The History of the Development of the Cerebellar Examination

Edward J. Fine1 , Catalina C. Ionita1 , Linda Lohr2
  • 1Department of Neurology, State University at Buffalo, New York
  • 2Director, Robert L. Brown History of Medicine Collection, State University at Buffalo, New York
Further Information

Publication History

Publication Date:
22 January 2003 (online)

ABSTRACT

The cerebellar examination evolved from observations of experimental lesions made by neurophysiologists and clinical descriptions of patients with trauma to the cerebellum. At the beginning of the 19th century, neurophysiologists such as Luigi Rolando, Marie-Jean-Pierre Flourens, and John Call Dalton, Jr. ablated portions of the cerebellum of a variety of animals and observed staggering gait, clumsiness, and falling from side to side without loss of strength.

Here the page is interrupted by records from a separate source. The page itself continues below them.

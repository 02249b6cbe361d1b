//! INI serialization logic for converting `ConfigFile` → INI string.
//!
//! Produces the commented INI representation written to `config.ini`.

use std::path::Path;

use super::settings::ConfigFile;

/// Convert a `ConfigFile` to a commented INI string for saving.
pub(super) fn to_config_string(config: &ConfigFile) -> String {
    let data_directory = config
        .data
        .directory
        .as_deref()
        .map(path_to_string)
        .unwrap_or_default();
    let report_dir = config
        .reconcile
        .report_dir
        .as_deref()
        .map(path_to_string)
        .unwrap_or_default();
    let candidates = config
        .encoding
        .candidates
        .iter()
        .map(|e| e.label())
        .collect::<Vec<_>>()
        .join(", ");

    format!(
        r#"[data]
; Root directory scanned recursively for datasets
; Example: directory = /srv/geodata
directory = {}
; Data file extensions (comma-separated)
extensions = {}

[catalog]
; SQLite file holding the catalog (created if missing)
path = {}

[encoding]
; Encodings tried in order when decoding attribute tables
candidates = {}
; A statistically sniffed encoding is tried last, only above this confidence (0-1)
min_confidence = {}
; Leading bytes of a file handed to the sniffer
sample_bytes = {}

[ingest]
; What to do with a file that cannot be read:
;   skip  - log it, report it, keep going
;   abort - stop the run, nothing is written
on_error = {}

[reconcile]
; Extension of the metadata inventory database, found in the data directory
inventory_extension = {}
; Inventory table and the column holding dataset names
table = {}
name_column = {}
; Compare inventory names with the file name (filename) or without extension (stem)
match_on = {}
; Where files.csv and metadata.csv are written (empty = data directory)
report_dir = {}

[logging]
; Log file, truncated at the start of every command
file = {}
"#,
        data_directory,
        config.data.extensions.join(", "),
        path_to_string(&config.catalog.path),
        candidates,
        config.encoding.min_confidence,
        config.encoding.sample_bytes,
        config.ingest.on_error,
        config.reconcile.inventory_extension,
        config.reconcile.table,
        config.reconcile.name_column,
        config.reconcile.match_on,
        report_dir,
        path_to_string(&config.logging.file),
    )
}

/// Convert path to string, collapsing home dir to ~.
pub(super) fn path_to_string(path: &Path) -> String {
    if let Some(home) = dirs::home_dir() {
        if let Ok(stripped) = path.strip_prefix(&home) {
            return format!("~/{}", stripped.display());
        }
    }
    path.display().to_string()
}
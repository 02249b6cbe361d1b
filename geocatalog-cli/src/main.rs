//! geocatalog CLI - Command-line interface
//!
//! This binary provides a command-line interface to the geocatalog library.

mod commands;
mod error;
mod runner;

use clap::{Parser, Subcommand};

use commands::config::ConfigCommands;
use commands::ingest::IngestArgs;
use commands::inspect::InspectArgs;
use commands::reconcile::ReconcileArgs;

#[derive(Debug, Parser)]
#[command(name = "geocatalog")]
#[command(version = geocatalog::VERSION)]
#[command(about = "Catalog Shapefile and GeoPackage datasets into SQLite", long_about = None)]
struct Cli {
    /// Force debug-level logging and mirror logs to stdout
    #[arg(long, global = true)]
    debug: bool,

    #[command(subcommand)]
    command: Commands,
}

#[derive(Debug, Subcommand)]
enum Commands {
    /// Rebuild the catalog from every dataset under the data directory
    Ingest(IngestArgs),

    /// Compare the data directory with its metadata inventory
    Reconcile(ReconcileArgs),

    /// Show schema, CRS, storage types and encoding of one file
    Inspect(InspectArgs),

    /// View or modify configuration
    #[command(subcommand)]
    Config(ConfigCommands),
}

fn main() {
    let cli = Cli::parse();

    let result = match cli.command {
        Commands::Ingest(args) => commands::ingest::run(args, cli.debug),
        Commands::Reconcile(args) => commands::reconcile::run(args, cli.debug),
        Commands::Inspect(args) => commands::inspect::run(args, cli.debug),
        Commands::Config(command) => commands::config::run(command),
    };

    if let Err(e) = result {
        e.exit();
    }
}
//! CLI runner for common setup and operations.
//!
//! Encapsulates config loading, logging initialization and the construction
//! of library components from configuration, so command handlers only deal
//! with their own flags.

use std::path::{Path, PathBuf};

use tracing::info;

use geocatalog::catalog::SqliteCatalog;
use geocatalog::config::ConfigFile;
use geocatalog::discovery::ExtensionSet;
use geocatalog::encoding::EncodingResolver;
use geocatalog::ingest::CatalogLoader;
use geocatalog::logging::{init_logging, LogOptions, LoggingGuard};
use geocatalog::reconcile::Reconciler;

use crate::error::CliError;

/// Runner that manages CLI lifecycle and common operations.
pub struct CliRunner {
    /// Logging guard - keeps logging active while runner exists
    _logging_guard: LoggingGuard,
    /// Loaded configuration file
    config: ConfigFile,
}

impl CliRunner {
    /// Load config and initialize logging.
    ///
    /// `debug` forces debug-level logging regardless of `RUST_LOG` and
    /// mirrors events to stdout.
    pub fn with_debug(debug: bool) -> Result<Self, CliError> {
        let config = ConfigFile::load()?;

        let options = LogOptions {
            debug,
            stdout: debug,
        };
        let logging_guard = init_logging(&config.logging.file, options)
            .map_err(|e| CliError::LoggingInit(e.to_string()))?;

        Ok(Self {
            _logging_guard: logging_guard,
            config,
        })
    }

    /// Get the loaded configuration.
    pub fn config(&self) -> &ConfigFile {
        &self.config
    }

    /// Log startup information for a command.
    pub fn log_startup(&self, command: &str) {
        info!("geocatalog v{}", geocatalog::VERSION);
        info!(log = %self.config.logging.file.display(), "geocatalog CLI: {} command", command);
    }

    /// The data directory: the flag if given, else the configured one.
    pub fn data_directory(&self, flag: Option<PathBuf>) -> Result<PathBuf, CliError> {
        flag.or_else(|| self.config.data.directory.clone())
            .ok_or(CliError::NoDataDirectory)
    }

    /// Configured data file extensions.
    pub fn data_extensions(&self) -> ExtensionSet {
        ExtensionSet::new(&self.config.data.extensions)
    }

    /// Encoding resolver built from `[encoding]`.
    pub fn resolver(&self) -> EncodingResolver {
        let settings = &self.config.encoding;
        EncodingResolver::new(settings.candidates.clone())
            .with_min_confidence(settings.min_confidence)
            .with_sample_bytes(settings.sample_bytes)
    }

    /// Catalog loader built from `[data]`, `[encoding]` and `[ingest]`.
    pub fn loader(&self) -> CatalogLoader {
        CatalogLoader::new(self.resolver())
            .with_extensions(self.data_extensions())
            .with_failure_policy(self.config.ingest.on_error)
    }

    /// Reconciler built from `[data]` and `[reconcile]`.
    pub fn reconciler(&self) -> Reconciler {
        let settings = &self.config.reconcile;
        Reconciler::default()
            .with_data_extensions(self.data_extensions())
            .with_inventory_extension(settings.inventory_extension.as_str())
            .with_table(settings.table.as_str())
            .with_name_column(settings.name_column.as_str())
            .with_match_key(settings.match_on)
    }

    /// Open the catalog at `flag`, else at the configured path.
    pub fn open_catalog(&self, flag: Option<&Path>) -> Result<SqliteCatalog, CliError> {
        let path = flag.unwrap_or(&self.config.catalog.path);
        info!(catalog = %path.display(), "Opening catalog");
        Ok(SqliteCatalog::open(path)?)
    }
}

They concluded that the cerebellum coordinated voluntary movements. In 1899, Joseph Francois Félix Babinski observed that patients with cerebellar lesions could not execute complex movements without breaking down into their elemental movements and described the defect as dysmetria. In 1902, Babinski coined the term dysdiodochokinesis to describe the inability to perform rapid execution of movements requiring alternate contractions of agonist and antagonist muscles. Gordon Holmes in 1904 described the phenomena of rebound, noting that if a limb ipsilateral to a cerebellar lesion is suddenly released from tension, the appendage will flail. In 1917, Gordon Holmes reported hypotonia and dysmetria in men wounded by gunshot wounds to their cerebellum. These observations were rapidly included in descriptions of the cerebellar examination in popular contemporaneous textbooks of neurology. Modern observations have demonstrated that the cerebellum influences such cognitive functions such as planning, verbal fluency, abstract reasoning, prosody, and use of correct grammar.